→ Task goal: All lines in the records that carry the string "accounts" are to be shown.

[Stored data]
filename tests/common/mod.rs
#![allow(dead_code)]

use std::{
    collections::HashMap,
    path::PathBuf,
    sync::{
        Arc, Mutex,
        atomic::{AtomicBool, Ordering},
    },
};

use axum::{
    Form, Json, Router,
    extract::{Query, State},
    http::{HeaderMap, StatusCode},
    response::IntoResponse,
    routing::{get, post, put},
};
use chrono::{Duration, Utc};
use playcli::{config::Settings, types::Token};
use serde_json::{Value, json};
use tokio::net::TcpListener;

pub const GOOD_CODE: &str = "good-code";
pub const COVER_BYTES: &[u8] = b"\x89PNG fake cover";

/// A request seen by the mock Spotify server.
#[derive(Debug, Clone)]
pub struct Call {
    pub path: String,
    pub authorization: Option<String>,
    pub params: HashMap<String, String>,
    pub body: String,
}

type Calls = Arc<Mutex<Vec<Call>>>;

#[derive(Clone)]
struct MockState {
    calls: Calls,
    fail_play: Arc<AtomicBool>,
}

/// In-process stand-in for accounts.spotify.com and api.spotify.com.
pub struct MockSpotify {
    pub base: String,
    calls: Calls,
    fail_play: Arc<AtomicBool>,
}

impl MockSpotify {
    pub async fn start() -> Self {
        let calls: Calls = Arc::new(Mutex::new(Vec::new()));
        let fail_play = Arc::new(AtomicBool::new(false));
        let app = Router::new()
            .route("/api/token", post(token))
            .route("/v1/search", get(search))
            .route("/v1/me/player/play", put(play))
            .route("/v1/me/player/devices", get(devices))
            .route("/v1/me/player", put(transfer))
            .route("/art/cover.png", get(cover))
            .with_state(MockState {
                calls: Arc::clone(&calls),
                fail_play: Arc::clone(&fail_play),
            });

        let listener = TcpListener::bind("127.0.0.1:0").await.unwrap();
        let addr = listener.local_addr().unwrap();
        tokio::spawn(async move {
            axum::serve(listener, app).await.unwrap();
        });

        MockSpotify {
            base: format!("http://{}", addr),
            calls,
            fail_play,
        }
    }

    /// Makes play requests that carry track URIs answer 404 (no active
    /// device). Body-less resume requests still succeed.
    pub fn fail_play_requests(&self) {
        self.fail_play.store(true, Ordering::SeqCst);
    }

    pub fn settings(&self, token_path: PathBuf) -> Settings {
        Settings::for_base_url(&self.base, token_path)
    }

    pub fn calls_to(&self, path: &str) -> Vec<Call> {
        self.calls
            .lock()
            .unwrap()
            .iter()
            .filter(|c| c.path == path)
            .cloned()
            .collect()
    }
}

pub fn valid_token() -> Token {
    Token {
        access_token: "access-1".to_string(),
        token_type: "Bearer".to_string(),
        refresh_token: "refresh-1".to_string(),
        expiry: Utc::now() + Duration::hours(1),
    }
}

pub fn expired_token() -> Token {
    Token {
        expiry: Utc::now() - Duration::minutes(5),
        ..valid_token()
    }
}

fn record(calls: &Calls, path: &str, headers: &HeaderMap, params: HashMap<String, String>, body: String) {
    calls.lock().unwrap().push(Call {
        path: path.to_string(),
        authorization: headers
            .get("authorization")
            .and_then(|v| v.to_str().ok())
            .map(str::to_string),
        params,
        body,
    });
}

async fn token(
    State(MockState { calls, .. }): State<MockState>,
    headers: HeaderMap,
    Form(form): Form<HashMap<String, String>>,
) -> impl IntoResponse {
    record(&calls, "/api/token", &headers, form.clone(), String::new());

    match form.get("grant_type").map(String::as_str) {
        Some("authorization_code") if form.get("code").map(String::as_str) == Some(GOOD_CODE) => (
            StatusCode::OK,
            Json(json!({
                "access_token": "access-1",
                "token_type": "Bearer",
                "scope": "user-read-private",
                "expires_in": 3600,
                "refresh_token": "refresh-1"
            })),
        ),
        Some("refresh_token") => (
            StatusCode::OK,
            Json(json!({
                "access_token": "access-2",
                "token_type": "Bearer",
                "scope": "user-read-private",
                "expires_in": 3600
            })),
        ),
        _ => (
            StatusCode::BAD_REQUEST,
            Json(json!({ "error": "invalid_grant" })),
        ),
    }
}

fn track(id: &str, name: &str, artist: &str, album: &str, images: Value) -> Value {
    json!({
        "id": id,
        "name": name,
        "uri": format!("spotify:track:{}", id),
        "artists": [{ "id": format!("{}-artist", id), "name": artist }],
        "album": { "name": album, "images": images }
    })
}

async fn search(
    State(MockState { calls, .. }): State<MockState>,
    headers: HeaderMap,
    Query(params): Query<HashMap<String, String>>,
) -> Json<Value> {
    let query = params.get("q").cloned().unwrap_or_default();
    let host = headers
        .get("host")
        .and_then(|v| v.to_str().ok())
        .unwrap_or("localhost")
        .to_string();
    let cover = format!("http://{}/art/cover.png", host);
    record(&calls, "/v1/search", &headers, params, String::new());

    if query == "nothing" {
        return Json(json!({ "tracks": { "items": [], "total": 0 } }));
    }

    Json(json!({
        "tracks": {
            "items": [
                track("t1", "Yesterday", "The Beatles", "Help!", json!([
                    { "url": "http://img/640", "height": 640, "width": 640 },
                    { "url": cover, "height": 300, "width": 300 }
                ])),
                track("t2", "Yesterday - Live", "The Beatles", "Live at the BBC", json!([])),
                track("t3", "Yesterday (Cover)", "Someone Else", "Covers", json!([
                    { "url": "http://img/only", "height": 640, "width": 640 }
                ]))
            ],
            "total": 3
        }
    }))
}

async fn play(State(state): State<MockState>, headers: HeaderMap, body: String) -> StatusCode {
    let fail = state.fail_play.load(Ordering::SeqCst) && !body.is_empty();
    record(&state.calls, "/v1/me/player/play", &headers, HashMap::new(), body);
    if fail {
        StatusCode::NOT_FOUND
    } else {
        StatusCode::NO_CONTENT
    }
}

async fn devices(State(MockState { calls, .. }): State<MockState>, headers: HeaderMap) -> Json<Value> {
    record(&calls, "/v1/me/player/devices", &headers, HashMap::new(), String::new());
    Json(json!({
        "devices": [
            { "id": "dev-laptop", "name": "Laptop", "is_active": true, "type": "Computer", "volume_percent": 50 },
            { "id": "dev-kitchen", "name": "Kitchen", "is_active": false, "type": "Speaker", "volume_percent": 30 },
            { "id": null, "name": "Restricted TV", "is_active": false, "type": "TV", "volume_percent": null }
        ]
    }))
}

async fn transfer(State(MockState { calls, .. }): State<MockState>, headers: HeaderMap, body: String) -> StatusCode {
    record(&calls, "/v1/me/player", &headers, HashMap::new(), body);
    StatusCode::NO_CONTENT
}

async fn cover() -> &'static [u8] {
    COVER_BYTES
}
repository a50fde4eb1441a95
use axum::response::Json;
use serde_json::{Value, json};

pub async fn health() -> Json<Value> {
    Json(json!({
        "status": "ok",
        "service": env!("CARGO_PKG_NAME"),
        "version": env!("CARGO_PKG_VERSION")
    }))
}
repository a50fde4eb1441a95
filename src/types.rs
use chrono::{DateTime, Duration, Utc};
use serde::{Deserialize, Serialize};

/// OAuth token as persisted in the token file.
#[derive(Debug, Clone, PartialEq, Eq, Serialize, Deserialize)]
pub struct Token {
    pub access_token: String,
    #[serde(default = "default_token_type")]
    pub token_type: String,
    #[serde(default)]
    pub refresh_token: String,
    pub expiry: DateTime<Utc>,
}

fn default_token_type() -> String {
    "Bearer".to_string()
}

impl Token {
    /// True when the token expires within `leeway` from now.
    pub fn is_expired(&self, leeway: Duration) -> bool {
        Utc::now() + leeway >= self.expiry
    }

    pub fn can_refresh(&self) -> bool {
        !self.refresh_token.is_empty()
    }
}

/// Body returned by the accounts service for both code exchange and refresh.
#[derive(Debug, Clone, Deserialize)]
pub struct TokenResponse {
    pub access_token: String,
    #[serde(default = "default_token_type")]
    pub token_type: String,
    #[serde(default)]
    pub refresh_token: Option<String>,
    #[serde(default)]
    pub scope: Option<String>,
    pub expires_in: i64,
}

impl TokenResponse {
    /// Converts the response into a [`Token`], reusing `previous_refresh`
    /// when the response does not rotate the refresh token.
    pub fn into_token(self, previous_refresh: Option<&str>) -> Token {
        let refresh_token = self
            .refresh_token
            .or_else(|| previous_refresh.map(str::to_string))
            .unwrap_or_default();

        Token {
            access_token: self.access_token,
            token_type: self.token_type,
            refresh_token,
            expiry: Utc::now() + Duration::seconds(self.expires_in),
        }
    }
}

#[derive(Debug, Clone, Serialize, Deserialize)]
pub struct Artist {
    pub id: Option<String>,
    pub name: String,
}

#[derive(Debug, Clone, Serialize, Deserialize)]
pub struct Image {
    pub url: String,
    pub height: Option<u32>,
    pub width: Option<u32>,
}

#[derive(Debug, Clone, Serialize, Deserialize)]
pub struct Album {
    pub name: String,
    #[serde(default)]
    pub images: Vec<Image>,
}

#[derive(Debug, Clone, Serialize, Deserialize)]
pub struct Track {
    pub id: Option<String>,
    pub name: String,
    #[serde(default)]
    pub artists: Vec<Artist>,
    pub album: Album,
    pub uri: String,
}

impl Track {
    pub fn artist_name(&self) -> &str {
        self.artists
            .first()
            .map(|a| a.name.as_str())
            .unwrap_or("Unknown artist")
    }

    /// Medium-sized cover (second image), falling back to the first one.
    pub fn cover_url(&self) -> Option<&str> {
        let images = &self.album.images;
        images
            .get(1)
            .or_else(|| images.first())
            .map(|i| i.url.as_str())
    }
}

#[derive(Debug, Clone, Serialize, Deserialize)]
pub struct SearchResponse {
    pub tracks: Option<TracksPage>,
}

#[derive(Debug, Clone, Serialize, Deserialize)]
pub struct TracksPage {
    pub items: Vec<Track>,
    pub total: Option<u64>,
}

/// Catalog item kinds the session can search for and decode.
///
/// Only tracks are decoded from the search response; other kinds have no
/// page type here.
#[derive(Debug, Clone, Copy, PartialEq, Eq)]
pub enum SearchKind {
    Track,
}

impl SearchKind {
    pub fn as_str(&self) -> &'static str {
        match self {
            SearchKind::Track => "track",
        }
    }
}

#[derive(Debug, Clone, Serialize, Deserialize)]
pub struct Device {
    pub id: Option<String>,
    pub name: String,
    #[serde(default)]
    pub is_active: bool,
    #[serde(rename = "type", default)]
    pub device_type: Option<String>,
    pub volume_percent: Option<u32>,
}

#[derive(Debug, Clone, Serialize, Deserialize)]
pub struct DevicesResponse {
    pub devices: Vec<Device>,
}

#[derive(Debug, Clone, Serialize, Deserialize)]
pub struct PlayRequest {
    pub uris: Vec<String>,
}

#[derive(Debug, Clone, Serialize, Deserialize)]
pub struct TransferPlaybackRequest {
    pub device_ids: Vec<String>,
    pub play: bool,
}
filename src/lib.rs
//! Spotify Search-and-Play CLI Library
//!
//! This library provides the pieces behind the `playcli` binary: a one-shot
//! OAuth login with a local callback listener, a token file on disk, an
//! authenticated session against the Spotify Web API, and the console
//! presentation used to pick tracks and devices.
//!
//! # Modules
//!
//! - `api` - HTTP handlers for the local callback server
//! - `cli` - Command implementations (login, player selection, search and play)
//! - `config` - Environment loading and the `Settings` struct
//! - `error` - The crate-wide `PlayError` type
//! - `management` - Token persistence
//! - `presenter` - Console rendering and numeric prompts
//! - `server` - Local HTTP server for the OAuth callback
//! - `spotify` - Spotify Web API client
//! - `types` - Data structures and wire types

pub mod api;
pub mod cli;
pub mod config;
pub mod error;
pub mod management;
pub mod presenter;
pub mod server;
pub mod spotify;
pub mod types;

pub use error::PlayError;

/// Result alias used across the library.
pub type Res<T> = std::result::Result<T, PlayError>;

/// Prints an informational message with a blue bullet point.
#[macro_export]
macro_rules! info {
  ($($arg:tt)*) => ({
    use colored::Colorize;
    println!("[{}] {}", "o".blue().bold(), std::format_args!($($arg)*));
  })
}

/// Prints a success message with a green checkmark.
#[macro_export]
macro_rules! success {
  ($($arg:tt)*) => ({
    use colored::Colorize;
    println!("[{}] {}", "✓".green().bold(), std::format_args!($($arg)*));
  })
}

/// Prints an error message with a red exclamation mark and exits the program.
///
/// Terminates the process with exit code 1. Library code returns
/// [`PlayError`] instead; only the binary decides to exit.
#[macro_export]
macro_rules! error {
  ($($arg:tt)*) => ({
    use colored::Colorize;
    eprintln!("[{}] {}", "!".red().bold(), std::format_args!($($arg)*));
    std::process::exit(1);
  })
}

/// Prints a warning message with a yellow exclamation mark.
#[macro_export]
macro_rules! warning {
  ($($arg:tt)*) => ({
    use colored::Colorize;
    println!("[{}] {}", "!".yellow().bold(), std::format_args!($($arg)*));
  })
}
use std::time::Duration;

use crate::{Res, config::Settings, info, spotify, success};

pub async fn login(settings: &Settings, timeout: Option<Duration>) -> Res<()> {
    info!("Regenerating token");
    spotify::auth::login(settings, timeout).await?;
    success!("🔑 Saved token to {}", settings.token_path.display());
    Ok(())
}
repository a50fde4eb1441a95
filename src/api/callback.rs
use std::{collections::HashMap, sync::Arc};

use axum::{
    Extension,
    extract::Query,
    http::StatusCode,
    response::{Html, IntoResponse, Response},
};
use tokio::sync::{Mutex, oneshot};

use crate::{
    Res, config::Settings, error::PlayError, management::TokenStore, spotify, types::Token,
};

/// Everything the callback handler needs for one login attempt.
///
/// `done` is the single-use rendezvous with the waiting login flow: the first
/// callback takes the sender and reports its outcome through it.
pub struct CallbackState {
    pub settings: Settings,
    pub store: TokenStore,
    pub http: reqwest::Client,
    done: Mutex<Option<oneshot::Sender<Res<Token>>>>,
}

impl CallbackState {
    pub fn new(
        settings: Settings,
        store: TokenStore,
        http: reqwest::Client,
    ) -> (Arc<Self>, oneshot::Receiver<Res<Token>>) {
        let (tx, rx) = oneshot::channel();
        let state = CallbackState {
            settings,
            store,
            http,
            done: Mutex::new(Some(tx)),
        };
        (Arc::new(state), rx)
    }
}

/// Completes the pending login. Only the first callback is served: it takes
/// the rendezvous sender, so later redirects get a 404 and never reach the
/// token endpoint.
pub async fn callback(
    Query(params): Query<HashMap<String, String>>,
    Extension(shared): Extension<Arc<CallbackState>>,
) -> Response {
    let Some(done) = shared.done.lock().await.take() else {
        tracing::debug!("login already completed, ignoring callback");
        return (StatusCode::NOT_FOUND, "404 page not found").into_response();
    };

    let received = params.get("state").map(String::as_str).unwrap_or_default();
    if received != shared.settings.state {
        let _ = done.send(Err(PlayError::StateMismatch {
            received: received.to_string(),
            expected: shared.settings.state.clone(),
        }));
        return (StatusCode::NOT_FOUND, "404 page not found").into_response();
    }

    let outcome = match (params.get("code"), params.get("error")) {
        (_, Some(err)) => Err(PlayError::TokenExchange(err.clone())),
        (None, None) => Err(PlayError::TokenExchange("missing code".to_string())),
        (Some(code), None) => {
            spotify::auth::exchange_code(&shared.http, &shared.settings, code).await
        }
    };

    let token = match outcome {
        Ok(token) => token,
        Err(e) => {
            tracing::debug!(error = %e, "code exchange failed");
            let _ = done.send(Err(e));
            return (StatusCode::FORBIDDEN, "Couldn't get token").into_response();
        }
    };

    if let Err(e) = shared.store.save(&token).await {
        let _ = done.send(Err(e));
        return (StatusCode::INTERNAL_SERVER_ERROR, "Couldn't save token").into_response();
    }

    let _ = done.send(Ok(token));
    Html("<script>close();</script>").into_response()
}
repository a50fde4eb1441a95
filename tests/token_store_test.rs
mod common;

use playcli::{PlayError, management::TokenStore, types::Token};
use tempfile::TempDir;

use common::{expired_token, valid_token};

fn store_in(dir: &TempDir) -> TokenStore {
    TokenStore::new(dir.path().join("spotify_token.json"))
}

#[tokio::test]
async fn test_save_then_load_round_trips() {
    let dir = TempDir::new().unwrap();
    let store = store_in(&dir);
    let token = valid_token();

    store.save(&token).await.unwrap();
    let loaded = store.load().await.unwrap();
    assert_eq!(loaded, token);

    // Saving the decoded value again produces the same record
    let first = std::fs::read_to_string(store.path()).unwrap();
    store.save(&loaded).await.unwrap();
    let second = std::fs::read_to_string(store.path()).unwrap();
    assert_eq!(first, second);
}

#[tokio::test]
async fn test_load_missing_file_is_not_logged_in() {
    let dir = TempDir::new().unwrap();
    let store = store_in(&dir);

    let err = store.load().await.unwrap_err();
    assert!(matches!(err, PlayError::NotLoggedIn { .. }));
    assert!(err.is_graceful());
}

#[tokio::test]
async fn test_load_garbage_is_not_logged_in() {
    let dir = TempDir::new().unwrap();
    let store = store_in(&dir);
    std::fs::write(store.path(), "{ not json").unwrap();

    let err = store.load().await.unwrap_err();
    assert!(matches!(err, PlayError::NotLoggedIn { .. }));
}

#[tokio::test]
async fn test_save_overwrites_previous_token() {
    let dir = TempDir::new().unwrap();
    let store = store_in(&dir);

    let mut long_token = valid_token();
    long_token.access_token = "a".repeat(512);
    store.save(&long_token).await.unwrap();

    let replacement = expired_token();
    store.save(&replacement).await.unwrap();

    let content = std::fs::read_to_string(store.path()).unwrap();
    let decoded: Token = serde_json::from_str(&content).unwrap();
    assert_eq!(decoded, replacement);
    assert!(!content.contains(&long_token.access_token));
}

#[tokio::test]
async fn test_token_file_fields() {
    let dir = TempDir::new().unwrap();
    let store = store_in(&dir);
    store.save(&valid_token()).await.unwrap();

    let value: serde_json::Value =
        serde_json::from_str(&std::fs::read_to_string(store.path()).unwrap()).unwrap();
    assert_eq!(value["access_token"], "access-1");
    assert_eq!(value["token_type"], "Bearer");
    assert_eq!(value["refresh_token"], "refresh-1");
    assert!(value["expiry"].is_string());
}

#[cfg(unix)]
#[tokio::test]
async fn test_token_file_is_owner_only() {
    use std::os::unix::fs::PermissionsExt;

    let dir = TempDir::new().unwrap();
    let store = store_in(&dir);

    // Pre-existing world-readable file gets tightened too
    std::fs::write(store.path(), "old").unwrap();
    std::fs::set_permissions(store.path(), std::fs::Permissions::from_mode(0o644)).unwrap();

    store.save(&valid_token()).await.unwrap();

    let mode = std::fs::metadata(store.path()).unwrap().permissions().mode();
    assert_eq!(mode & 0o777, 0o600);
}

#[test]
fn test_token_expiry() {
    use chrono::Duration;

    assert!(!valid_token().is_expired(Duration::seconds(60)));
    assert!(expired_token().is_expired(Duration::seconds(60)));
    // Within the leeway counts as expired
    assert!(valid_token().is_expired(Duration::hours(2)));
}
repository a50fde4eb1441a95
//! # API Module
//!
//! HTTP handlers served by the short-lived login listener.
//!
//! ## Endpoints
//!
//! - [`callback`] - Receives Spotify's redirect after the user authorizes the
//!   app. It checks the `state` parameter, exchanges the `code` for a token,
//!   saves the token and hands the result to the waiting login flow.
//! - [`health`] - Reports that the listener is up, with the crate version.
//!
//! ## Usage Example
//!
//! ```rust,ignore
//! use axum::{Extension, Router, routing::get};
//! use playcli::api::{CallbackState, callback, health};
//!
//! let (state, done) = CallbackState::new(settings, store, http);
//! let app = Router::new()
//!     .route("/callback", get(callback).post(callback).layer(Extension(state)))
//!     .route("/health", get(health));
//! ```

mod callback;
mod health;

pub use callback::CallbackState;
pub use callback::callback;
pub use health::health;
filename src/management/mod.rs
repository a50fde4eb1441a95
mod token;

pub use token::TokenStore;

→ Solved exercise:
/// In-process stand-in for accounts.spotify.com and api.spotify.com.
/// Body returned by the accounts service for both code exchange and refresh.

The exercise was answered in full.